▶ WORK REQUIRED:
Your task is to find every line in the records that holds the string "FxHashSet" and copy it.

[Stored data entries]
//! Weekly workload summaries and overtime/holiday reporting.
//!
//! Read-only: the balancer reports problems and suggested fixes, it never
//! edits the schedule or the ledger.

use chrono::NaiveDate;
use pyo3::prelude::*;
use rustc_hash::FxHashSet;

use crate::calendar::{is_weekend, week_end, week_start};
use crate::models::{Assignment, CompOffTransaction, TransactionKind, WeeklyWorkload};

#[pyclass(eq, eq_int)]
#[derive(Clone, Copy, Debug, PartialEq, Eq, Hash)]
pub enum WorkloadIssue {
    /// Net work days above the weekly maximum
    Overtime,
    /// Holiday worked with no comp-off credited for it
    HolidayWork,
}

#[pyclass]
#[derive(Clone, Debug, PartialEq)]
pub struct WorkloadViolation {
    #[pyo3(get)]
    pub kind: WorkloadIssue,
    #[pyo3(get)]
    pub analyst_id: String,
    #[pyo3(get)]
    pub week_start: NaiveDate,
    #[pyo3(get)]
    pub excess_days: f64,
    #[pyo3(get)]
    pub suggested_fix: String,
}

#[pymethods]
impl WorkloadViolation {
    fn __repr__(&self) -> String {
        format!(
            "WorkloadViolation(kind={:?}, analyst_id={:?}, week={}, excess={})",
            self.kind, self.analyst_id, self.week_start, self.excess_days
        )
    }
}

pub struct WorkloadBalancer {
    max_work_days_per_week: u32,
}

impl WorkloadBalancer {
    pub fn new(max_work_days_per_week: u32) -> Self {
        Self {
            max_work_days_per_week,
        }
    }

    /// Workload of one analyst for the week containing `week_of`.
    pub fn summarize(
        &self,
        analyst_id: &str,
        week_of: NaiveDate,
        assignments: &[Assignment],
        transactions: &[CompOffTransaction],
        holidays: &[NaiveDate],
    ) -> WeeklyWorkload {
        let start = week_start(week_of);
        let end = week_end(week_of);
        let in_week = |date: NaiveDate| date >= start && date <= end;

        let worked: FxHashSet<NaiveDate> = assignments
            .iter()
            .filter(|a| a.analyst_id == analyst_id && in_week(a.date))
            .map(|a| a.date)
            .collect();
        let scheduled_days = worked.len() as u32;
        let weekend_days = worked.iter().filter(|d| is_weekend(**d)).count() as u32;
        let holiday_days = worked.iter().filter(|d| holidays.contains(d)).count() as u32;

        let comp_off_days: f64 = transactions
            .iter()
            .filter(|t| t.analyst_id == analyst_id)
            .filter(|t| matches!(t.kind, TransactionKind::Used | TransactionKind::AutoAssigned))
            .filter(|t| t.consumed_date.is_some_and(in_week))
            .map(|t| t.days)
            .sum();

        let total_work_days = f64::from(scheduled_days) - comp_off_days;
        WeeklyWorkload {
            analyst_id: analyst_id.to_string(),
            week_start: start,
            scheduled_days,
            weekend_days,
            holiday_days,
            overtime_days: scheduled_days.saturating_sub(self.max_work_days_per_week),
            comp_off_days,
            total_work_days,
            is_balanced: total_work_days <= f64::from(self.max_work_days_per_week),
        }
    }

    /// Overtime and uncredited holiday work for each analyst in the week of `week_of`.
    pub fn balance_week(
        &self,
        analyst_ids: &[String],
        week_of: NaiveDate,
        assignments: &[Assignment],
        transactions: &[CompOffTransaction],
        holidays: &[NaiveDate],
    ) -> Vec<WorkloadViolation> {
        let mut ids: Vec<&String> = analyst_ids.iter().collect();
        ids.sort();
        ids.dedup();

        let mut violations: Vec<WorkloadViolation> = Vec::new();
        for analyst_id in ids {
            let summary = self.summarize(analyst_id, week_of, assignments, transactions, holidays);

            if !summary.is_balanced {
                let excess = summary.total_work_days - f64::from(self.max_work_days_per_week);
                violations.push(WorkloadViolation {
                    kind: WorkloadIssue::Overtime,
                    analyst_id: analyst_id.clone(),
                    week_start: summary.week_start,
                    excess_days: excess,
                    suggested_fix: format!(
                        "schedule {} comp-off day(s) for {} or move shifts out of the week of {}",
                        excess, analyst_id, summary.week_start
                    ),
                });
            }

            let uncredited = self.uncredited_holidays(
                analyst_id,
                &summary,
                assignments,
                transactions,
                holidays,
            );
            if uncredited > 0 {
                violations.push(WorkloadViolation {
                    kind: WorkloadIssue::HolidayWork,
                    analyst_id: analyst_id.clone(),
                    week_start: summary.week_start,
                    excess_days: f64::from(uncredited),
                    suggested_fix: format!(
                        "credit {} comp-off day(s) to {} for holiday work",
                        uncredited, analyst_id
                    ),
                });
            }
        }
        violations
    }

    fn uncredited_holidays(
        &self,
        analyst_id: &str,
        summary: &WeeklyWorkload,
        assignments: &[Assignment],
        transactions: &[CompOffTransaction],
        holidays: &[NaiveDate],
    ) -> u32 {
        if summary.holiday_days == 0 {
            return 0;
        }
        let end = week_end(summary.week_start);
        let credited: FxHashSet<NaiveDate> = transactions
            .iter()
            .filter(|t| t.analyst_id == analyst_id && t.kind == TransactionKind::Earned)
            .map(|t| t.earned_date)
            .collect();
        let worked_holidays: FxHashSet<NaiveDate> = assignments
            .iter()
            .filter(|a| a.analyst_id == analyst_id)
            .map(|a| a.date)
            .filter(|date| *date >= summary.week_start && *date <= end)
            .filter(|date| holidays.contains(date))
            .collect();
        worked_holidays.difference(&credited).count() as u32
    }
}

▶ RESPONSE:
use rustc_hash::FxHashSet;
        let worked: FxHashSet<NaiveDate> = assignments
        let credited: FxHashSet<NaiveDate> = transactions
        let worked_holidays: FxHashSet<NaiveDate> = assignments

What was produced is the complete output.